Alright, so you’ve officially applied to the Auxiliares de Conversacion Program and now it’s on to the next fun step! Applying for your visa! As you must be aware of now, the program does not assist you with the visa application, so you’re essentially on your own here. But have no fear! I’m here to help (if I can).
In order to apply for your long-term visa, you’re going to need to have a few things handy. Here is the link to the Visa Application instructions for Americans, and here is the link for Canadians for 2016/2017. The information I’m listing below is specific to the San Francisco consulate, which is where residents of Montana apply. While most of the information is accurate for other consulates, you’ll want to check your specific consulate for any variations:
- Your Carta de Nombramiento (which you’ll receive after successfully applying to the program and waiting for months – first years usually begin to receive theirs in mid-May, assuming their inscrita number is low enough. Some might not get theirs until the end of summer!) Bring the original and a copy.
- A State or FBI Background Check – This cannot be more than 90 days old at the time of your visa application! Must be verified by fingerprints. (Update: Some consulates only require name based state background checks). Check your consulate requirements to see what your state requires. Bring the original and a copy.
- A Medical Check from a Doctor – This also has to be less than 90 days old at the time of your visa application. It must be on a doctor’s letterhead and hand signed and dated. For the San Francisco consulate, click here to see an example of what is needed. I think that the certificate is the same for everyone, but check your specific consulate just to be sure! Bring the original and a copy.
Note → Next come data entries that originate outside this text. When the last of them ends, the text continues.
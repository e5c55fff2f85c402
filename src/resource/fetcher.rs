//! Resource Fetcher
//!
//! Walks cursor-paginated listings until the provider stops advertising a
//! next page.

use super::model::{FloatingIp, Inventory, LoadBalancer, PrimaryIp, Resource, Server, Snapshot, Volume};
use super::registry::{ListEndpoint, ResourceKind};
use crate::error::{Error, FetchError, Result};
use crate::hcloud::client::HcloudClient;
use serde::de::DeserializeOwned;
use serde_json::Value;

/// Largest page the API accepts
pub const MAX_PAGE_SIZE: u32 = 50;

/// Result of paginated fetch
pub struct PaginatedResult {
    pub items: Vec<Value>,
    pub next_page: Option<u64>,
}

/// Fetch one page of an endpoint
pub async fn fetch_page(
    client: &HcloudClient,
    endpoint: &ListEndpoint,
    page: u64,
    per_page: u32,
) -> std::result::Result<PaginatedResult, FetchError> {
    let mut query: Vec<(&str, String)> = endpoint
        .query
        .iter()
        .map(|(k, v)| (*k, v.to_string()))
        .collect();
    query.push(("page", page.to_string()));
    query.push(("per_page", per_page.to_string()));

    let mut response = client.get_json(endpoint.path, &query).await?;

    let items = match response.get_mut(endpoint.items_key).map(Value::take) {
        Some(Value::Array(items)) => items,
        Some(Value::Null) | None => Vec::new(),
        Some(other) => {
            return Err(FetchError::Decode(format!(
                "'{}' is not an array but {}",
                endpoint.items_key,
                json_type_name(&other)
            )))
        }
    };

    // A missing meta block means there is nothing beyond this page
    let next_page = response
        .get("meta")
        .and_then(|m| m.get("pagination"))
        .and_then(|p| p.get("next_page"))
        .and_then(|n| n.as_u64());

    Ok(PaginatedResult { items, next_page })
}

/// Fetch all items of an endpoint (auto-paginate), in listing order
pub async fn fetch_all_raw(
    client: &HcloudClient,
    endpoint: &ListEndpoint,
    page_size: u32,
) -> std::result::Result<Vec<Value>, FetchError> {
    let per_page = page_size.clamp(1, MAX_PAGE_SIZE);
    let mut all_items = Vec::new();
    let mut page = 1;

    loop {
        let result = fetch_page(client, endpoint, page, per_page).await?;
        let received = result.items.len();
        all_items.extend(result.items);

        tracing::debug!(
            "{} page {}: {} items (next: {:?})",
            endpoint.path,
            page,
            received,
            result.next_page
        );

        match result.next_page {
            Some(next) if received > 0 => {
                if next <= page {
                    return Err(FetchError::Decode(format!(
                        "pagination went backwards on {} ({} -> {})",
                        endpoint.path, page, next
                    )));
                }
                page = next;
            }
            _ => break,
        }
    }

    Ok(all_items)
}

/// Fetch and decode every resource of kind `T`
///
/// Failures are fatal unless the endpoint is optional, in which case they
/// degrade to an empty list.
pub async fn fetch_resources<T>(client: &HcloudClient, page_size: u32) -> Result<Vec<T>>
where
    T: Resource + DeserializeOwned,
{
    let endpoint = T::KIND.endpoint();

    let decoded = match fetch_all_raw(client, endpoint, page_size).await {
        Ok(items) => items
            .into_iter()
            .map(serde_json::from_value::<T>)
            .collect::<std::result::Result<Vec<_>, _>>()
            .map_err(FetchError::from),
        Err(e) => Err(e),
    };

    match decoded {
        Ok(resources) => {
            tracing::info!("Fetched {} {}", resources.len(), T::KIND.display_name());
            Ok(resources)
        }
        Err(e) if endpoint.optional => {
            tracing::warn!(
                "Failed to fetch optional {}: {}, treating as none",
                T::KIND.display_name(),
                e
            );
            Ok(Vec::new())
        }
        Err(e) => Err(Error::fetch(T::KIND.display_name(), e)),
    }
}

/// Fetch every kind the cost report needs
pub async fn fetch_inventory(client: &HcloudClient, page_size: u32) -> Result<Inventory> {
    let (servers, volumes, load_balancers, primary_ips, floating_ips, snapshots) = tokio::try_join!(
        fetch_resources::<Server>(client, page_size),
        fetch_resources::<Volume>(client, page_size),
        fetch_resources::<LoadBalancer>(client, page_size),
        fetch_resources::<PrimaryIp>(client, page_size),
        fetch_resources::<FloatingIp>(client, page_size),
        fetch_resources::<Snapshot>(client, page_size),
    )?;

    let inventory = Inventory {
        servers,
        volumes,
        load_balancers,
        primary_ips,
        floating_ips,
        snapshots,
    };

    for kind in ResourceKind::ALL {
        tracing::debug!("inventory {}: {}", kind, inventory.count(kind));
    }

    Ok(inventory)
}

fn json_type_name(value: &Value) -> &'static str {
    match value {
        Value::Null => "null",
        Value::Bool(_) => "a boolean",
        Value::Number(_) => "a number",
        Value::String(_) => "a string",
        Value::Array(_) => "an array",
        Value::Object(_) => "an object",
    }
}

#[cfg(test)]
mod tests {
    use super::*;
    use serde_json::json;

    #[test]
    fn test_json_type_names() {
        assert_eq!(json_type_name(&json!({})), "an object");
        assert_eq!(json_type_name(&json!("x")), "a string");
        assert_eq!(json_type_name(&json!(1)), "a number");
    }
}
//! Typed views of the listed resources.
//!
//! Only the attributes needed for pricing and snapshots are decoded; everything
//! else in the provider payload is ignored.

use super::registry::ResourceKind;
use rust_decimal::Decimal;
use serde::{Deserialize, Serialize};
use std::fmt;

/// Common view over every listed resource
pub trait Resource {
    const KIND: ResourceKind;

    fn id(&self) -> u64;

    fn name(&self) -> Option<&str>;

    /// Name for reports, `"<kind>-<id>"` when the resource is unnamed
    fn display_name(&self) -> String {
        match self.name() {
            Some(name) if !name.is_empty() => name.to_string(),
            _ => format!("{}-{}", Self::KIND.slug(), self.id()),
        }
    }
}

/// `{"name": ...}` reference to another object
#[derive(Debug, Clone, PartialEq, Eq, Deserialize, Serialize)]
pub struct NamedRef {
    pub name: String,
}

#[derive(Debug, Clone, PartialEq, Eq, Deserialize, Serialize)]
pub struct Datacenter {
    #[serde(default)]
    pub name: Option<String>,
    pub location: NamedRef,
}

#[derive(Debug, Clone, Copy, PartialEq, Eq, Hash, PartialOrd, Ord, Deserialize, Serialize)]
#[serde(rename_all = "lowercase")]
pub enum AddressFamily {
    Ipv4,
    Ipv6,
}

impl fmt::Display for AddressFamily {
    fn fmt(&self, f: &mut fmt::Formatter<'_>) -> fmt::Result {
        match self {
            Self::Ipv4 => f.write_str("ipv4"),
            Self::Ipv6 => f.write_str("ipv6"),
        }
    }
}

#[derive(Debug, Clone, PartialEq, Deserialize, Serialize)]
pub struct Server {
    pub id: u64,
    #[serde(default)]
    pub name: Option<String>,
    pub server_type: NamedRef,
    #[serde(default)]
    pub datacenter: Option<Datacenter>,
    /// Non-null when backups are enabled
    #[serde(default)]
    pub backup_window: Option<String>,
}

impl Server {
    pub fn server_type(&self) -> &str {
        &self.server_type.name
    }

    pub fn location(&self) -> Option<&str> {
        self.datacenter.as_ref().map(|dc| dc.location.name.as_str())
    }

    pub fn backups_enabled(&self) -> bool {
        self.backup_window.is_some()
    }
}

impl Resource for Server {
    const KIND: ResourceKind = ResourceKind::Server;

    fn id(&self) -> u64 {
        self.id
    }

    fn name(&self) -> Option<&str> {
        self.name.as_deref()
    }
}

#[derive(Debug, Clone, PartialEq, Deserialize, Serialize)]
pub struct Volume {
    pub id: u64,
    #[serde(default)]
    pub name: Option<String>,
    /// Size in GB
    pub size: u64,
    #[serde(default)]
    pub location: Option<NamedRef>,
}

impl Resource for Volume {
    const KIND: ResourceKind = ResourceKind::Volume;

    fn id(&self) -> u64 {
        self.id
    }

    fn name(&self) -> Option<&str> {
        self.name.as_deref()
    }
}

#[derive(Debug, Clone, PartialEq, Deserialize, Serialize)]
pub struct LoadBalancer {
    pub id: u64,
    #[serde(default)]
    pub name: Option<String>,
    pub load_balancer_type: NamedRef,
    #[serde(default)]
    pub location: Option<NamedRef>,
}

impl LoadBalancer {
    pub fn load_balancer_type(&self) -> &str {
        &self.load_balancer_type.name
    }

    pub fn location(&self) -> Option<&str> {
        self.location.as_ref().map(|l| l.name.as_str())
    }
}

impl Resource for LoadBalancer {
    const KIND: ResourceKind = ResourceKind::LoadBalancer;

    fn id(&self) -> u64 {
        self.id
    }

    fn name(&self) -> Option<&str> {
        self.name.as_deref()
    }
}

#[derive(Debug, Clone, PartialEq, Deserialize, Serialize)]
pub struct PrimaryIp {
    pub id: u64,
    #[serde(default)]
    pub name: Option<String>,
    pub ip: String,
    #[serde(rename = "type")]
    pub family: AddressFamily,
}

impl Resource for PrimaryIp {
    const KIND: ResourceKind = ResourceKind::PrimaryIp;

    fn id(&self) -> u64 {
        self.id
    }

    fn name(&self) -> Option<&str> {
        self.name.as_deref()
    }
}

#[derive(Debug, Clone, PartialEq, Deserialize, Serialize)]
pub struct FloatingIp {
    pub id: u64,
    #[serde(default)]
    pub name: Option<String>,
    pub ip: String,
    #[serde(rename = "type")]
    pub family: AddressFamily,
}

impl Resource for FloatingIp {
    const KIND: ResourceKind = ResourceKind::FloatingIp;

    fn id(&self) -> u64 {
        self.id
    }

    fn name(&self) -> Option<&str> {
        self.name.as_deref()
    }
}

/// An image of type `snapshot`
#[derive(Debug, Clone, PartialEq, Deserialize, Serialize)]
pub struct Snapshot {
    pub id: u64,
    #[serde(default)]
    pub name: Option<String>,
    #[serde(default)]
    pub description: Option<String>,
    /// Size in GB; null while the image is still being created
    #[serde(default)]
    pub image_size: Option<Decimal>,
}

impl Snapshot {
    pub fn size_gb(&self) -> Decimal {
        self.image_size.unwrap_or(Decimal::ZERO)
    }
}

impl Resource for Snapshot {
    const KIND: ResourceKind = ResourceKind::Snapshot;

    fn id(&self) -> u64 {
        self.id
    }

    /// Snapshots are usually unnamed; the description is what users set
    fn name(&self) -> Option<&str> {
        self.name
            .as_deref()
            .filter(|n| !n.is_empty())
            .or(self.description.as_deref())
    }
}

/// Everything the cost report needs, fetched once per run
#[derive(Debug, Clone, Default, PartialEq, Serialize)]
pub struct Inventory {
    pub servers: Vec<Server>,
    pub volumes: Vec<Volume>,
    pub load_balancers: Vec<LoadBalancer>,
    pub primary_ips: Vec<PrimaryIp>,
    pub floating_ips: Vec<FloatingIp>,
    pub snapshots: Vec<Snapshot>,
}

impl Inventory {
    pub fn count(&self, kind: ResourceKind) -> usize {
        match kind {
            ResourceKind::Server => self.servers.len(),
            ResourceKind::Volume => self.volumes.len(),
            ResourceKind::LoadBalancer => self.load_balancers.len(),
            ResourceKind::PrimaryIp => self.primary_ips.len(),
            ResourceKind::FloatingIp => self.floating_ips.len(),
            ResourceKind::Snapshot => self.snapshots.len(),
        }
    }
}
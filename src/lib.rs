//! Monthly cost forecast and fleet-wide snapshots for Hetzner Cloud projects.
//!
//! - [`resource`] - Paginated listing of account resources
//! - [`pricing`] - Price catalog decoding and resolution
//! - [`cost`] - Cost aggregation into a [`cost::CostBreakdown`]
//! - [`snapshot`] - Bulk snapshot creation and action tracking
//! - [`hcloud`] - API transport
//! - [`config`], [`report`], [`error`] - Supporting layers

pub mod config;
pub mod cost;
pub mod error;
pub mod hcloud;
pub mod pricing;
pub mod report;
pub mod resource;
pub mod snapshot;

pub use error::{Error, FetchError, Result};
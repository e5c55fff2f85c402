//! Cost aggregation
//!
//! Combines an [`Inventory`] with a [`PricingCatalog`] into a [`CostBreakdown`].
//! Everything here is pure: the same inputs always give the same breakdown.
//!
//! All sums are exact [`Decimal`] arithmetic. Rounding to display precision is
//! left to the report layer.

use crate::pricing::{resolve, PriceKey, PriceQuery, PriceSource, PricingCatalog, Resolution, Tier};
use crate::resource::{Inventory, Resource, ResourceKind};
use rust_decimal::Decimal;
use serde::Serialize;

/// Backup add-on, as a share of the server's monthly price (20%)
pub const BACKUP_SURCHARGE_RATE: Decimal = Decimal::from_parts(20, 0, 0, false, 2);

/// One priced resource instance
#[derive(Debug, Clone, PartialEq, Eq, Serialize)]
pub struct LineItem {
    pub id: u64,
    pub name: String,
    /// Type/location, size or address, depending on the kind
    pub detail: String,
    pub quantity: Decimal,
    pub unit_price: Decimal,
    /// `quantity * unit_price`
    pub amount: Decimal,
    /// Backup add-on for servers with backups enabled; not part of `amount`
    pub surcharge: Option<Decimal>,
    pub source: PriceSource,
}

#[derive(Debug, Clone, PartialEq, Eq, Serialize)]
pub struct KindCost {
    pub kind: ResourceKind,
    pub items: Vec<LineItem>,
    pub total: Decimal,
}

impl KindCost {
    fn new(kind: ResourceKind, items: Vec<LineItem>) -> Self {
        let total = items.iter().map(|i| i.amount).sum();
        Self { kind, items, total }
    }
}

/// Monthly cost of an account
#[derive(Debug, Clone, PartialEq, Eq, Serialize)]
pub struct CostBreakdown {
    pub currency: String,
    pub tier: Tier,
    /// VAT percentage the catalog's gross prices include
    pub vat_rate: Option<Decimal>,
    pub kinds: Vec<KindCost>,
    pub backups_total: Decimal,
    pub total: Decimal,
}

impl CostBreakdown {
    pub fn kind(&self, kind: ResourceKind) -> Option<&KindCost> {
        self.kinds.iter().find(|k| k.kind == kind)
    }

    /// Total for a kind, zero when the kind is not part of the breakdown
    pub fn kind_total(&self, kind: ResourceKind) -> Decimal {
        self.kind(kind).map(|k| k.total).unwrap_or(Decimal::ZERO)
    }

    pub fn items(&self) -> impl Iterator<Item = &LineItem> {
        self.kinds.iter().flat_map(|k| k.items.iter())
    }

    /// Line items priced by fallback or not priced at all
    pub fn approximate_items(&self) -> impl Iterator<Item = &LineItem> {
        self.items()
            .filter(|i| matches!(i.source, PriceSource::Fallback | PriceSource::Missing))
    }

    /// Check the summation invariants
    pub fn is_consistent(&self) -> bool {
        let kinds_ok = self
            .kinds
            .iter()
            .all(|k| k.total == k.items.iter().map(|i| i.amount).sum::<Decimal>());
        let backups: Decimal = self.items().filter_map(|i| i.surcharge).sum();
        let kinds_total: Decimal = self.kinds.iter().map(|k| k.total).sum();

        kinds_ok && backups == self.backups_total && self.total == kinds_total + self.backups_total
    }
}

/// Aggregate the monthly cost of `inventory`
pub fn aggregate(inventory: &Inventory, catalog: &PricingCatalog, tier: Tier) -> CostBreakdown {
    let mut kinds = vec![
        servers(inventory, catalog, tier),
        volumes(inventory, catalog, tier),
        load_balancers(inventory, catalog, tier),
        primary_ips(inventory, catalog, tier),
    ];
    // Legacy kind, only reported for accounts that still have some
    if !inventory.floating_ips.is_empty() {
        kinds.push(floating_ips(inventory, catalog, tier));
    }
    kinds.push(snapshots(inventory, catalog, tier));

    let backups_total: Decimal = kinds
        .iter()
        .flat_map(|k| k.items.iter())
        .filter_map(|i| i.surcharge)
        .sum();
    let total = kinds.iter().map(|k| k.total).sum::<Decimal>() + backups_total;

    tracing::info!(
        "Aggregated {} line items: total {} {} ({})",
        kinds.iter().map(|k| k.items.len()).sum::<usize>(),
        total,
        catalog.currency(),
        tier
    );

    CostBreakdown {
        currency: catalog.currency().to_string(),
        tier,
        vat_rate: catalog.vat_rate(),
        kinds,
        backups_total,
        total,
    }
}

/// Resolve and log resolution gaps
fn price<R: Resource>(
    catalog: &PricingCatalog,
    resource: &R,
    key: PriceKey<'_>,
    location: Option<&str>,
    tier: Tier,
) -> Resolution {
    let resolution = resolve(catalog, &PriceQuery::new(key, location, tier));
    match &resolution {
        Resolution::NotFound => tracing::warn!(
            "No price for {} ({:?}), counting it as 0",
            resource.display_name(),
            key
        ),
        Resolution::Fallback { listed_location, .. } => tracing::debug!(
            "{}: no price for {:?} in {:?}, using {}",
            resource.display_name(),
            key,
            location,
            listed_location
        ),
        _ => {}
    }
    resolution
}

fn line_item<R: Resource>(
    resource: &R,
    detail: String,
    quantity: Decimal,
    resolution: &Resolution,
) -> LineItem {
    let unit_price = resolution.amount();
    LineItem {
        id: resource.id(),
        name: resource.display_name(),
        detail,
        quantity,
        unit_price,
        amount: quantity * unit_price,
        surcharge: None,
        source: resolution.source(),
    }
}

fn servers(inventory: &Inventory, catalog: &PricingCatalog, tier: Tier) -> KindCost {
    let items = inventory
        .servers
        .iter()
        .map(|server| {
            let key = PriceKey::ServerType(server.server_type());
            let resolution = price(catalog, server, key, server.location(), tier);
            let detail = format!(
                "{} @ {}",
                server.server_type(),
                server.location().unwrap_or("-")
            );
            let mut item = line_item(server, detail, Decimal::ONE, &resolution);
            if server.backups_enabled() {
                item.surcharge = Some(item.amount * BACKUP_SURCHARGE_RATE);
            }
            item
        })
        .collect();

    KindCost::new(ResourceKind::Server, items)
}

fn volumes(inventory: &Inventory, catalog: &PricingCatalog, tier: Tier) -> KindCost {
    let items = inventory
        .volumes
        .iter()
        .map(|volume| {
            let resolution = price(catalog, volume, PriceKey::Volume, None, tier);
            line_item(
                volume,
                format!("{} GB", volume.size),
                Decimal::from(volume.size),
                &resolution,
            )
        })
        .collect();

    KindCost::new(ResourceKind::Volume, items)
}

fn load_balancers(inventory: &Inventory, catalog: &PricingCatalog, tier: Tier) -> KindCost {
    let items = inventory
        .load_balancers
        .iter()
        .map(|lb| {
            let key = PriceKey::LoadBalancerType(lb.load_balancer_type());
            let resolution = price(catalog, lb, key, lb.location(), tier);
            let detail = format!(
                "{} @ {}",
                lb.load_balancer_type(),
                lb.location().unwrap_or("-")
            );
            line_item(lb, detail, Decimal::ONE, &resolution)
        })
        .collect();

    KindCost::new(ResourceKind::LoadBalancer, items)
}

fn primary_ips(inventory: &Inventory, catalog: &PricingCatalog, tier: Tier) -> KindCost {
    let mut ips: Vec<_> = inventory.primary_ips.iter().collect();
    // Group by family so the breakdown reads as count x rate per family
    ips.sort_by_key(|ip| ip.family);

    let items = ips
        .into_iter()
        .map(|ip| {
            let resolution = price(catalog, ip, PriceKey::PrimaryIp(ip.family), None, tier);
            line_item(ip, format!("{} {}", ip.family, ip.ip), Decimal::ONE, &resolution)
        })
        .collect();

    KindCost::new(ResourceKind::PrimaryIp, items)
}

fn floating_ips(inventory: &Inventory, catalog: &PricingCatalog, tier: Tier) -> KindCost {
    let items = inventory
        .floating_ips
        .iter()
        .map(|ip| {
            let resolution = price(catalog, ip, PriceKey::FloatingIp, None, tier);
            line_item(ip, format!("{} {}", ip.family, ip.ip), Decimal::ONE, &resolution)
        })
        .collect();

    KindCost::new(ResourceKind::FloatingIp, items)
}

fn snapshots(inventory: &Inventory, catalog: &PricingCatalog, tier: Tier) -> KindCost {
    let items = inventory
        .snapshots
        .iter()
        .map(|snapshot| {
            let resolution = price(catalog, snapshot, PriceKey::Snapshot, None, tier);
            line_item(
                snapshot,
                format!("{} GB", snapshot.size_gb()),
                snapshot.size_gb(),
                &resolution,
            )
        })
        .collect();

    KindCost::new(ResourceKind::Snapshot, items)
}
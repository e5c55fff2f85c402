use anyhow::{Context, Result};
use clap::{Parser, Subcommand, ValueEnum};
use hcfleet::config::{Config, ENDPOINT_ENV, TOKEN_ENV};
use hcfleet::hcloud::client::HcloudClient;
use hcfleet::pricing::{PricingCatalog, Tier};
use hcfleet::resource::{fetch_inventory, fetch_resources, Server};
use hcfleet::snapshot::RunSummary;
use hcfleet::{cost, report, snapshot};
use std::path::PathBuf;
use std::process::ExitCode;
use std::time::Duration;
use tracing::Level;
use tracing_subscriber::fmt::writer::MakeWriterExt;

/// Exit code when at least one snapshot request did not go through
const EXIT_SUBMISSION_FAILED: u8 = 2;

/// Cost forecast and bulk snapshots for Hetzner Cloud
#[derive(Parser, Debug)]
#[command(name = "hcfleet", version, about, long_about = None)]
struct Args {
    /// Log level for debugging (written to the log file)
    #[arg(long, value_enum, default_value = "off", global = true)]
    log_level: LogLevel,

    /// Print machine-readable JSON instead of text
    #[arg(long, global = true)]
    json: bool,

    /// API token (overrides the config file)
    #[arg(long, global = true, env = TOKEN_ENV, hide_env_values = true)]
    token: Option<String>,

    /// API endpoint (overrides the config file)
    #[arg(long, global = true, env = ENDPOINT_ENV)]
    endpoint: Option<String>,

    #[command(subcommand)]
    command: Command,
}

#[derive(Subcommand, Debug)]
enum Command {
    /// Report the projected monthly cost of the project
    Cost {
        /// Price tier (defaults to the config file, then net)
        #[arg(long, value_enum)]
        tier: Option<TierArg>,
    },
    /// Create a snapshot of every server
    Snapshot {
        /// Show what would be done without sending any request
        #[arg(long)]
        dry_run: bool,

        /// Snapshot running servers without shutting them down
        #[arg(long)]
        force: bool,

        /// Wait for every snapshot action to finish
        #[arg(long)]
        wait: bool,

        /// Description prefix, followed by the server name
        #[arg(long)]
        prefix: Option<String>,

        /// Servers processed at the same time
        #[arg(long)]
        concurrency: Option<usize>,

        /// Stop waiting after this many seconds (0 = no limit)
        #[arg(long)]
        max_wait: Option<u64>,
    },
}

#[derive(Debug, Clone, Copy, ValueEnum)]
enum TierArg {
    Net,
    Gross,
}

impl From<TierArg> for Tier {
    fn from(arg: TierArg) -> Self {
        match arg {
            TierArg::Net => Tier::Net,
            TierArg::Gross => Tier::Gross,
        }
    }
}

#[derive(Debug, Clone, Copy, ValueEnum)]
enum LogLevel {
    Off,
    Error,
    Warn,
    Info,
    Debug,
    Trace,
}

impl LogLevel {
    fn to_tracing_level(self) -> Option<Level> {
        match self {
            LogLevel::Off => None,
            LogLevel::Error => Some(Level::ERROR),
            LogLevel::Warn => Some(Level::WARN),
            LogLevel::Info => Some(Level::INFO),
            LogLevel::Debug => Some(Level::DEBUG),
            LogLevel::Trace => Some(Level::TRACE),
        }
    }
}

fn setup_logging(level: LogLevel) -> Result<Option<tracing_appender::non_blocking::WorkerGuard>> {
    let Some(tracing_level) = level.to_tracing_level() else {
        return Ok(None);
    };

    let log_path = get_log_path();

    if let Some(parent) = log_path.parent() {
        let _ = std::fs::create_dir_all(parent);
    }

    let file = std::fs::OpenOptions::new()
        .create(true)
        .append(true)
        .open(&log_path)
        .with_context(|| format!("Failed to open log file {:?}", log_path))?;

    let (non_blocking, guard) = tracing_appender::non_blocking(file);

    tracing_subscriber::fmt()
        .with_max_level(tracing_level)
        .with_writer(non_blocking.with_max_level(tracing_level))
        .with_ansi(false)
        .with_target(true)
        .with_thread_ids(false)
        .with_file(true)
        .with_line_number(true)
        .init();

    tracing::info!("hcfleet started with log level: {:?}", level);
    tracing::info!("Log file: {:?}", log_path);

    Ok(Some(guard))
}

fn get_log_path() -> PathBuf {
    if let Some(config_dir) = dirs::config_dir() {
        return config_dir.join("hcfleet").join("hcfleet.log");
    }
    if let Some(home) = dirs::home_dir() {
        return home.join(".hcfleet").join("hcfleet.log");
    }
    PathBuf::from("hcfleet.log")
}

#[tokio::main]
async fn main() -> ExitCode {
    let args = Args::parse();

    let _log_guard = match setup_logging(args.log_level) {
        Ok(guard) => guard,
        Err(err) => {
            eprintln!("Warning: {err:#}");
            None
        }
    };

    match run(args).await {
        Ok(code) => code,
        Err(err) => {
            tracing::error!("{:#}", err);
            eprintln!("Error: {err:#}");
            ExitCode::FAILURE
        }
    }
}

async fn run(args: Args) -> Result<ExitCode> {
    let config = Config::load();

    // Fail on missing credentials before touching the network
    let token = config.effective_token(args.token)?;
    let client = HcloudClient::new(&config.effective_api_url(args.endpoint), &token)?;
    tracing::info!("Using endpoint {}", client.base_url());

    match args.command {
        Command::Cost { tier } => {
            let tier = tier.map(Tier::from).unwrap_or(config.tier);
            run_cost(&client, &config, tier, args.json).await
        }
        Command::Snapshot {
            dry_run,
            force,
            wait,
            prefix,
            concurrency,
            max_wait,
        } => {
            let mut options = config.snapshot.to_options();
            options.dry_run = dry_run;
            options.wait = wait;
            options.force |= force;
            if let Some(prefix) = prefix {
                options.description_prefix = prefix;
            }
            if let Some(concurrency) = concurrency {
                options.concurrency = concurrency.max(1);
            }
            if let Some(secs) = max_wait {
                options.max_wait = (secs > 0).then(|| Duration::from_secs(secs));
            }
            run_snapshot(&client, &config, &options, args.json).await
        }
    }
}

async fn run_cost(client: &HcloudClient, config: &Config, tier: Tier, json: bool) -> Result<ExitCode> {
    let (catalog, inventory) = tokio::try_join!(
        async {
            PricingCatalog::fetch(client)
                .await
                .map_err(|e| hcfleet::Error::fetch("price catalog", e))
        },
        fetch_inventory(client, config.page_size),
    )?;

    let breakdown = cost::aggregate(&inventory, &catalog, tier);

    if json {
        println!("{}", serde_json::to_string_pretty(&breakdown)?);
    } else {
        print!("{}", report::render_cost(&breakdown));
    }

    Ok(ExitCode::SUCCESS)
}

async fn run_snapshot(
    client: &HcloudClient,
    config: &Config,
    options: &snapshot::SnapshotOptions,
    json: bool,
) -> Result<ExitCode> {
    let servers = fetch_resources::<Server>(client, config.page_size).await?;
    let records = snapshot::run(client, &servers, options).await;
    let summary = RunSummary::from_records(&records);

    if json {
        let document = serde_json::json!({ "records": records, "summary": summary });
        println!("{}", serde_json::to_string_pretty(&document)?);
    } else {
        print!("{}", report::render_snapshot(&records));
    }

    if summary.has_submission_failures() {
        Ok(ExitCode::from(EXIT_SUBMISSION_FAILED))
    } else {
        Ok(ExitCode::SUCCESS)
    }
}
- Your Visa Application – Click here to see the San Francisco Consulate Application. For the purposes of this program, you will be applying for a long term visa (any stay greater than 90 days). Bring the original and a copy.
- Two Recent Passport Photos – Your photos must be 2″x 2″ and have a clean, white background. Click here to see a hilarious example of what is acceptable! You can get these taken at a local Walgreens or CVS if you don’t have a means to do it yourself. You can also download an app called PassportBooth if you want to try taking the photos yourself! Remember to bring 2 pictures.
- Valid Passport & Copy – Must be good for at least 6 months after your departure date to Spain. You also need one colored copy of the information page (the one with your name and picture and signature). Your passport has to have at least one blank page to attach the visa. Bring the original and a copy.
- Copy of a Valid ID – This can be a driver’s license, state ID, current student ID card… Basically anything issued by the state with your name and picture on it. Bring a copy.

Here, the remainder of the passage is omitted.